§ **Instructions for the task**:
Spot each line in the data below containing "SqliteDriver" and copy it.

§ **Exercise data**:
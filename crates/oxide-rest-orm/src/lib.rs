//! # oxide-rest-orm
//!
//! Role-gated models for REST endpoints, on top of the `oxide-rest-core`
//! query compiler.
//!
//! This crate provides:
//! - `Field` declarations with typed parsers, validators and per-role grants
//! - `Model` with role-gated projection and write-payload checks
//! - `Binding` relations, expanded in batches by the `Expander`
//! - `QueryCompiler` running query strings through parser and reconciler
//! - The `Driver` capability and a `SqliteDriver` built on sqlx
//!
//! ## Quick Start
//!
//! ```rust
//! use std::sync::Arc;
//!
//! use oxide_rest_auth::{Permission, Role};
//! use oxide_rest_orm::fields::{Binding, Field, RelationLimit};
//! use oxide_rest_orm::{DriverConfig, Model, QueryCompiler, SqliteDriver};
//!
//! # async fn example() -> oxide_rest_orm::Result<()> {
//! let read = Permission::read_only(Role::DEFAULT);
//!
//! let profiles = Arc::new(Model::new(
//!     "profiles",
//!     vec![Field::int64("user_id").permission(read), Field::text("bio").permission(read)],
//! ));
//! let users = Model::new(
//!     "users",
//!     vec![Field::int64("id").permission(read), Field::text("name").permission(read)],
//! )
//! .binding(
//!     Binding::new("profile", vec![Field::int64("id")], profiles, vec![Field::int64("user_id")])
//!         .limit(RelationLimit::Rows(1)),
//! );
//!
//! let driver = SqliteDriver::connect(&DriverConfig::from_env()).await?;
//! let rows = QueryCompiler::new(&users, Role::DEFAULT)
//!     .compile_str("?:like[name]=A%25&:limit=10")?
//!     .fetch(&driver)
//!     .await?;
//! # Ok(())
//! # }
//! ```
//!
//! ## Writes
//!
//! Write payloads are gated by [`Model::writable_payload`] and rendered by
//! the driver. UPDATE and DELETE without a WHERE predicate match nothing.

mod config;
pub mod driver;
mod error;
pub mod expand;
pub mod fields;
mod model;
pub mod query;
mod row;
pub mod sqlite;

pub use config::{DriverConfig, DATABASE_URL_ENV, MAX_CONNECTIONS_ENV};
pub use driver::{Driver, Inserted};
pub use error::{OrmError, Result};
pub use expand::Expander;
pub use model::Model;
pub use query::{CompiledQuery, QueryCompiler};
pub use row::{Datum, Row};
pub use sqlite::SqliteDriver;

§ **Task output**:
//! - The `Driver` capability and a `SqliteDriver` built on sqlx
//! use oxide_rest_orm::{DriverConfig, Model, QueryCompiler, SqliteDriver};
//! let driver = SqliteDriver::connect(&DriverConfig::from_env()).await?;
pub use sqlite::SqliteDriver;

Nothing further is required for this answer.